▶ ACTIVITY
One figure is the expected answer: how many lines in the listing contain "parent".

▶ EXERCISE MATERIAL

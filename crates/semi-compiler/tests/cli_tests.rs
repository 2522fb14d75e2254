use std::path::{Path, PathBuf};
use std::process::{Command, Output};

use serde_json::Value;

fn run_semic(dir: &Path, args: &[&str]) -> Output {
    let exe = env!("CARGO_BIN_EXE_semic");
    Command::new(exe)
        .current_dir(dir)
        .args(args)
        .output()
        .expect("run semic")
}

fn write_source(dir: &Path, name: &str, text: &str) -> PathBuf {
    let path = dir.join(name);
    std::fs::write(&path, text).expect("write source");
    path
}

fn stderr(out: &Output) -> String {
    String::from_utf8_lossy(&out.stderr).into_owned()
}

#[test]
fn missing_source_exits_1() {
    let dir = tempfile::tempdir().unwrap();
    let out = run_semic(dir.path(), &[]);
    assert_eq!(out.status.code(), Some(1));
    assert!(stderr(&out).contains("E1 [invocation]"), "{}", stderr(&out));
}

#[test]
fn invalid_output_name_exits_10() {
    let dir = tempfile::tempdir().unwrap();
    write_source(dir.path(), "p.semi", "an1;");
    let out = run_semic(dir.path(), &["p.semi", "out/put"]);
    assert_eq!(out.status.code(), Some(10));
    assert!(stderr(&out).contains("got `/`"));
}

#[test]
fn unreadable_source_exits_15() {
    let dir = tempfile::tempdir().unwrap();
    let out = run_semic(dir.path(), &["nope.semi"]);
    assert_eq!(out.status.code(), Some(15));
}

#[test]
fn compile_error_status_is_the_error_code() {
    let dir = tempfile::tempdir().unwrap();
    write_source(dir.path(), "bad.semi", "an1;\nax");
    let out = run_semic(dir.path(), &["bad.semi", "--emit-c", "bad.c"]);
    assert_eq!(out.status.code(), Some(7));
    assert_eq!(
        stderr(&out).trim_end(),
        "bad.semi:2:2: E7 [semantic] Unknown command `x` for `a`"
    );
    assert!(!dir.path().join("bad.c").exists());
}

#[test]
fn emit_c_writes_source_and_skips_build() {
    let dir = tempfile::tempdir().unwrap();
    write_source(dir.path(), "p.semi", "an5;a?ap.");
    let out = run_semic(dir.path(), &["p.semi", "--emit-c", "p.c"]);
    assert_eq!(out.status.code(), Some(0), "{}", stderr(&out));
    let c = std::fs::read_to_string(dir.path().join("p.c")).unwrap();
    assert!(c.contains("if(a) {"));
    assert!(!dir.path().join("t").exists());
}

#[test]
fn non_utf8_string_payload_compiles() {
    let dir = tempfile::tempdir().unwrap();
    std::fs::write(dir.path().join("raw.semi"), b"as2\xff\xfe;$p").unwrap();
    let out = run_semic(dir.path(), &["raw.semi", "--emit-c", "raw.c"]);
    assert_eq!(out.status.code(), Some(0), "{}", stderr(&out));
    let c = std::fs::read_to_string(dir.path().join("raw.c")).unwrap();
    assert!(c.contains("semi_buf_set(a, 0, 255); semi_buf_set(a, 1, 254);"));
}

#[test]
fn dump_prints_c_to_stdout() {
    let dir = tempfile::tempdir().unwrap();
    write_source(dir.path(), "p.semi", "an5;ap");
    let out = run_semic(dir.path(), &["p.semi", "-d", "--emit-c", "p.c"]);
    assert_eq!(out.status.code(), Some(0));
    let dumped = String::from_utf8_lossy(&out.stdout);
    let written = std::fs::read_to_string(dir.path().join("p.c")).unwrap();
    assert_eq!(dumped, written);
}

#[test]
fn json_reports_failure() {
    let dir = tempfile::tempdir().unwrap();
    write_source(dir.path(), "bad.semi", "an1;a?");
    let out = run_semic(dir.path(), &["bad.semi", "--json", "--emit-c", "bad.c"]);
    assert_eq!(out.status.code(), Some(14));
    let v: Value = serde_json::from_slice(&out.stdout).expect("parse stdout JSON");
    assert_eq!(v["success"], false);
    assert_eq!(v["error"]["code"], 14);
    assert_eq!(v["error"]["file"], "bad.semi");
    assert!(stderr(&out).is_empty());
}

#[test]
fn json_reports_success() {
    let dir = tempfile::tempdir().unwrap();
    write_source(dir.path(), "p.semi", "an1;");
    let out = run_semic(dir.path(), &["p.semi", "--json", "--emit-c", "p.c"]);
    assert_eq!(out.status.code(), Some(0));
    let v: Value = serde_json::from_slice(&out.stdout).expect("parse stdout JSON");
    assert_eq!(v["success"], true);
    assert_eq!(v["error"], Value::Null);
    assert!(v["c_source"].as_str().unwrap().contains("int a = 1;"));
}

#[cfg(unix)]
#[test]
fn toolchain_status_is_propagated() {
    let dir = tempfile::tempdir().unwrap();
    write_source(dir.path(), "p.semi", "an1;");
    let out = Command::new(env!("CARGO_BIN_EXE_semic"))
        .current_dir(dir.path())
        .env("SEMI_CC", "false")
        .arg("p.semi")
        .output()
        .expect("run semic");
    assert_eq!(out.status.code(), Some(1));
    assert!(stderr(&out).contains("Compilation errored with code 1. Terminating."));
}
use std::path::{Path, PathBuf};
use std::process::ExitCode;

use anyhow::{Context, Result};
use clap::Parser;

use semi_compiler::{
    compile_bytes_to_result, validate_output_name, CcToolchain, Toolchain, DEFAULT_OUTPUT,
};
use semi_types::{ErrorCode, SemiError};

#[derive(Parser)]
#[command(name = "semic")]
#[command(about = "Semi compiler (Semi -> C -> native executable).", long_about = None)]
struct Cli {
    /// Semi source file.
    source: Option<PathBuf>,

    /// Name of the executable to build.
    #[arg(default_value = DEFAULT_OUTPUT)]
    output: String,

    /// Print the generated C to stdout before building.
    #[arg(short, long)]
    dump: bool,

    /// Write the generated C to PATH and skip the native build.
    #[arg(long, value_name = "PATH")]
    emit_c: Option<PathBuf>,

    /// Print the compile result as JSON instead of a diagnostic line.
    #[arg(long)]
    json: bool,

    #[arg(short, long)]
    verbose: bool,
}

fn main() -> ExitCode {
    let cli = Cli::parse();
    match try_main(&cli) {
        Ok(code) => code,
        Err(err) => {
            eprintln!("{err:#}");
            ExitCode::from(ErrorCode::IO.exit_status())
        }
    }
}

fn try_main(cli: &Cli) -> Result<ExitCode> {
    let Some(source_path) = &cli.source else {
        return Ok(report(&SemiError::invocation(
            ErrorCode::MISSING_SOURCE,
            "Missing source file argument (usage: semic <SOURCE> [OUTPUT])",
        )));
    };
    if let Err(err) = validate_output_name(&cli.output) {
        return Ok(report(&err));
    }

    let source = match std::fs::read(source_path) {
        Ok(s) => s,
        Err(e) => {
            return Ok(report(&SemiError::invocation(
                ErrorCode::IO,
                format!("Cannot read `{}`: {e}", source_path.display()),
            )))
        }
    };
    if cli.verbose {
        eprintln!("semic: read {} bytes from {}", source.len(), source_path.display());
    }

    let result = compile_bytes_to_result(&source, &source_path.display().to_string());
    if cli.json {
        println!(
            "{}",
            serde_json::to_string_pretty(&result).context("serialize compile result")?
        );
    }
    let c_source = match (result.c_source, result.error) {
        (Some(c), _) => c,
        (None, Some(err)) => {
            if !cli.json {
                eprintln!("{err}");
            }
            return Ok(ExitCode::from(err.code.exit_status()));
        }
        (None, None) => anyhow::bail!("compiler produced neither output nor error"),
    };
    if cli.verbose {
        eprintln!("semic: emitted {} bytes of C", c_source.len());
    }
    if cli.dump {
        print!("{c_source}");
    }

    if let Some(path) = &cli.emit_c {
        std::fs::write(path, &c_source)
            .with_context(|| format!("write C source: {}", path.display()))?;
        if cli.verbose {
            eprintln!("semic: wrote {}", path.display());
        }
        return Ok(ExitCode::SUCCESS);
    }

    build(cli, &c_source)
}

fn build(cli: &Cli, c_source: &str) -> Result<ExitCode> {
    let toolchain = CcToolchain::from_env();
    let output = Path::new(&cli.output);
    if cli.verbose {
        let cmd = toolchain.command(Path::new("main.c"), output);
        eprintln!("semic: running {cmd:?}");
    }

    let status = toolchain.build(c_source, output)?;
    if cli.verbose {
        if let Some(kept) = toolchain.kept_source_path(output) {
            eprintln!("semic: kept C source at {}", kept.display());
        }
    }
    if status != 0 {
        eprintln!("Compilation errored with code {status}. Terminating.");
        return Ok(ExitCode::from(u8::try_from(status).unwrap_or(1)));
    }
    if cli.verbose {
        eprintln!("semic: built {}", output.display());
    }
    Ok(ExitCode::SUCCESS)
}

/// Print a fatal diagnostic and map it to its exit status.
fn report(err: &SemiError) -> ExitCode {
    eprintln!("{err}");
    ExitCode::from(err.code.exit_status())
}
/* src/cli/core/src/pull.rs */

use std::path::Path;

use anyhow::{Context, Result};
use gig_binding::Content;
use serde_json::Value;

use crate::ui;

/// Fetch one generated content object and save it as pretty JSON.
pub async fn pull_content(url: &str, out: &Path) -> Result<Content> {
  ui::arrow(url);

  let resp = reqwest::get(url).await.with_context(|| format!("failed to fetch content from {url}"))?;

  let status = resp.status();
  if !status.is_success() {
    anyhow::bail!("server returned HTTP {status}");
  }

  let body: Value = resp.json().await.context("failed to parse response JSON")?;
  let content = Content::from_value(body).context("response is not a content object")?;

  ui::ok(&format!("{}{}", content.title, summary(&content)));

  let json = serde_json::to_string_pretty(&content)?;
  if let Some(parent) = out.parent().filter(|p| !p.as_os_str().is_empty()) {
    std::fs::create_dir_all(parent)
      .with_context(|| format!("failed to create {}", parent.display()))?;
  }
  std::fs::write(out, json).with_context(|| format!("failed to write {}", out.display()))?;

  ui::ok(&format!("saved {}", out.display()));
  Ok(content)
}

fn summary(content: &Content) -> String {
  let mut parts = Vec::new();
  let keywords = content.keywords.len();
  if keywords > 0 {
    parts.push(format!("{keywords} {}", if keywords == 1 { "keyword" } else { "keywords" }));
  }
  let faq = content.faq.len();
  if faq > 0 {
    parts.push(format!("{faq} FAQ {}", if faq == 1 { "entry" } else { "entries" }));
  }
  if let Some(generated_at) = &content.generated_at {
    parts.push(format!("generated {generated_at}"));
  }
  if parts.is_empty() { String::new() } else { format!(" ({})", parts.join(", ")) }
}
...
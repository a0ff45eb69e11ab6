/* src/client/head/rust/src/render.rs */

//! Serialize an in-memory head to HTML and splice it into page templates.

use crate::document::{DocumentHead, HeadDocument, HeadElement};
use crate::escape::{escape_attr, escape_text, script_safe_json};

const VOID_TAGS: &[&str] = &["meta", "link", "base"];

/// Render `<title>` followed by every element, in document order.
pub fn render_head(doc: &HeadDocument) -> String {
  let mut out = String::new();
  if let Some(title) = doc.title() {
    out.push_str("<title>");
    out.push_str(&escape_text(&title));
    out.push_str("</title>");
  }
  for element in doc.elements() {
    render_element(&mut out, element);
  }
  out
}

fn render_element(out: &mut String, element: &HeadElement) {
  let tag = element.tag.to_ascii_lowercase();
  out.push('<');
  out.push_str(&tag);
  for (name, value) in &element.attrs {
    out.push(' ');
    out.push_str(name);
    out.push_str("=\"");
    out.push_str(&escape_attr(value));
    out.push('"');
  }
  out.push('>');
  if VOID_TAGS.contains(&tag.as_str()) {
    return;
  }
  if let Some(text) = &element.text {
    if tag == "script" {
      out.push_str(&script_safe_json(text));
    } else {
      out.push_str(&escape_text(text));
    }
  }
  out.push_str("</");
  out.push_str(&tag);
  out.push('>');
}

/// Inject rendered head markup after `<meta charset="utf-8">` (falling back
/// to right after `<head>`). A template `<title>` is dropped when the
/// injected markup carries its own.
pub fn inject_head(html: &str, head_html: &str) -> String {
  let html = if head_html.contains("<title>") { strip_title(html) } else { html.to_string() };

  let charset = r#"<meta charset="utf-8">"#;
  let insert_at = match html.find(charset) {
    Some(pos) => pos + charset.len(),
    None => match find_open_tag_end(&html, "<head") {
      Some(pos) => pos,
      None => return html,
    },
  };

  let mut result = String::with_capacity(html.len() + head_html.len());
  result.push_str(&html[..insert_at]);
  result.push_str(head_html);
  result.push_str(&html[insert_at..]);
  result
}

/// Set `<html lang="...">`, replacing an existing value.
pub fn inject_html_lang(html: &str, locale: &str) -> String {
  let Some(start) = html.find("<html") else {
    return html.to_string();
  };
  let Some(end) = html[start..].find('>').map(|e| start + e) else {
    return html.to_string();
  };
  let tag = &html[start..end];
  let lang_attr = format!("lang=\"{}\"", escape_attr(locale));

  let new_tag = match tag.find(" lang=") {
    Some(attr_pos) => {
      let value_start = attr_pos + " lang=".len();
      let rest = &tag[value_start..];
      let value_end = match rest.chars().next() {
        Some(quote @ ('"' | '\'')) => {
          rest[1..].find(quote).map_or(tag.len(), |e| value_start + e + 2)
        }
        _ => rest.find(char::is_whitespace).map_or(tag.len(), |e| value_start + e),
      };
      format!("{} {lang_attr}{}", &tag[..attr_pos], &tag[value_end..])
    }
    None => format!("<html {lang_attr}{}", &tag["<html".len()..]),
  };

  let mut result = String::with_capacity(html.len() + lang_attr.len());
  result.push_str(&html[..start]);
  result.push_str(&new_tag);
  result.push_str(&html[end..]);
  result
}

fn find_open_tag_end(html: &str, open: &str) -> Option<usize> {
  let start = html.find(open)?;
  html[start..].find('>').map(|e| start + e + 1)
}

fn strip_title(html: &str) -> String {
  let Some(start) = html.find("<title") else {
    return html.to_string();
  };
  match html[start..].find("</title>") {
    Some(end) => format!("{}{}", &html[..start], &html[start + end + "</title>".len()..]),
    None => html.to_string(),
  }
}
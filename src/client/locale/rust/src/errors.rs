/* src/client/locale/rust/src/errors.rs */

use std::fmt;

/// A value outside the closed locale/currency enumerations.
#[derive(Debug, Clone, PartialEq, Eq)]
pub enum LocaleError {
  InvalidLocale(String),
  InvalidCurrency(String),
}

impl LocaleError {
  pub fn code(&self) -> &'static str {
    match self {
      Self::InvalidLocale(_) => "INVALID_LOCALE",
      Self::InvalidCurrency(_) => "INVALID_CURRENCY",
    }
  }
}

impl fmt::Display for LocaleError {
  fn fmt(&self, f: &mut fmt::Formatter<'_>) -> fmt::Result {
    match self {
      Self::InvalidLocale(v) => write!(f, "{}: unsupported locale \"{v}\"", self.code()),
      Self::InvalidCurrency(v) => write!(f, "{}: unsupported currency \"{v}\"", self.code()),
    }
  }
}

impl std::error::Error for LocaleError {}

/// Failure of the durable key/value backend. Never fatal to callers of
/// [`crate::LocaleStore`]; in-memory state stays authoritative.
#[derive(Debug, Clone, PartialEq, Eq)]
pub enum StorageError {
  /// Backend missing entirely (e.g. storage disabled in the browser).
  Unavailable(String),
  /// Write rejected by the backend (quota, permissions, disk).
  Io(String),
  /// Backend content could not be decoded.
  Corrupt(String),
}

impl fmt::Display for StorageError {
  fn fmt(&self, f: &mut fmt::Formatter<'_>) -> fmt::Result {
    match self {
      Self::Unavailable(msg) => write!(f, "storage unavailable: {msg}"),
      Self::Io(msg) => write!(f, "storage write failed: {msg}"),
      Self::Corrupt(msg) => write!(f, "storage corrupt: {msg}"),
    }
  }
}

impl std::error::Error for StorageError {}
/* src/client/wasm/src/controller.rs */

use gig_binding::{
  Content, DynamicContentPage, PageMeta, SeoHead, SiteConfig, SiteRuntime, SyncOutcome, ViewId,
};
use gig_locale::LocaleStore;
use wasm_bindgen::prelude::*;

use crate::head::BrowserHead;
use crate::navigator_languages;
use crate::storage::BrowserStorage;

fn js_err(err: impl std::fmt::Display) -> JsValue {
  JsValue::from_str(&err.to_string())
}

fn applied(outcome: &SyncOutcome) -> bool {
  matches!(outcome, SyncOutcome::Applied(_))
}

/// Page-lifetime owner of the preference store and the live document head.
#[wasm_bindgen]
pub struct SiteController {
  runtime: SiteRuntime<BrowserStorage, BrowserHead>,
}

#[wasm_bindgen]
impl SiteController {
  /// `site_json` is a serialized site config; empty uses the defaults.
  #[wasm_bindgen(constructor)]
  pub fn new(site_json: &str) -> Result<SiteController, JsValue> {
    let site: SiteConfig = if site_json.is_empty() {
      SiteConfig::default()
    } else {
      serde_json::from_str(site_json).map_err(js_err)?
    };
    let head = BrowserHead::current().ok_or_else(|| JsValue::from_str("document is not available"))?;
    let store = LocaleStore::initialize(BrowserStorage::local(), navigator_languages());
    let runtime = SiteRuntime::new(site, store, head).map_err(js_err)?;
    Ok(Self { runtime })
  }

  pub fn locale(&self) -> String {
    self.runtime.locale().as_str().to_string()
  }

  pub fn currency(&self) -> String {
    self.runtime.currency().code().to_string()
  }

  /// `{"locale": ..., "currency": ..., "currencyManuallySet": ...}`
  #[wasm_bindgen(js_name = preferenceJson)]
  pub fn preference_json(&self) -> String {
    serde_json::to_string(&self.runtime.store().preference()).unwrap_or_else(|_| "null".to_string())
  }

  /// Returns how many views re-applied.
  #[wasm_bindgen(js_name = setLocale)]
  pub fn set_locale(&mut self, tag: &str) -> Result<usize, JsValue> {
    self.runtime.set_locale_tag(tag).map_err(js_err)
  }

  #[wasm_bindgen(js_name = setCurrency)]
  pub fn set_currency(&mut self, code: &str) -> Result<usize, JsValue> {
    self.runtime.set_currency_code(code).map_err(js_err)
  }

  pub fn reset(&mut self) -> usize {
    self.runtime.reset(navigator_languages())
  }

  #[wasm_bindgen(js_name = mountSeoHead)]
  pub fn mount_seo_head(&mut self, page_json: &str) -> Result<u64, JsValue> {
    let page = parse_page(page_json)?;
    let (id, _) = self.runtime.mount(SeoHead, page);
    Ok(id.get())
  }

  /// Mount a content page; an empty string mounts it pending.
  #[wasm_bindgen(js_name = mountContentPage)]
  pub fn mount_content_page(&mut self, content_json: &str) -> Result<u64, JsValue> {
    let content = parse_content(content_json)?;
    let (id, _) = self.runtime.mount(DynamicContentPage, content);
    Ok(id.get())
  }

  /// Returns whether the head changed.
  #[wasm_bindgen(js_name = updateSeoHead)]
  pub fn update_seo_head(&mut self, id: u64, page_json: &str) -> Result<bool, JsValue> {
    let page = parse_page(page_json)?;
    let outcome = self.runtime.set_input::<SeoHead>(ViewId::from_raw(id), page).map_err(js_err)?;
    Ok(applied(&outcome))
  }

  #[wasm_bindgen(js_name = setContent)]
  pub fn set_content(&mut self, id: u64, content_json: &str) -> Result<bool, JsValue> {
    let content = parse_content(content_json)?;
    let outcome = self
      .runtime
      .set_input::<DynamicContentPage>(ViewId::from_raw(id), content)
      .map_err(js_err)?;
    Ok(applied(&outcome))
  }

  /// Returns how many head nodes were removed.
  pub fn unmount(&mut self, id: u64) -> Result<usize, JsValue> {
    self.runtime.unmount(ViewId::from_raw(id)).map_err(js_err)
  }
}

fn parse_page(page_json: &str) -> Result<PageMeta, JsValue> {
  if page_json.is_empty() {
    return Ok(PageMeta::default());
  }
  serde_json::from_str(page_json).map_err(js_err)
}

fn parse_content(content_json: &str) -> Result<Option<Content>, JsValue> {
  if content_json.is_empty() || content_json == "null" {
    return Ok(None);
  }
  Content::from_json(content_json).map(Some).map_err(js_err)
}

▶ OUTPUT FOR THIS TASK
3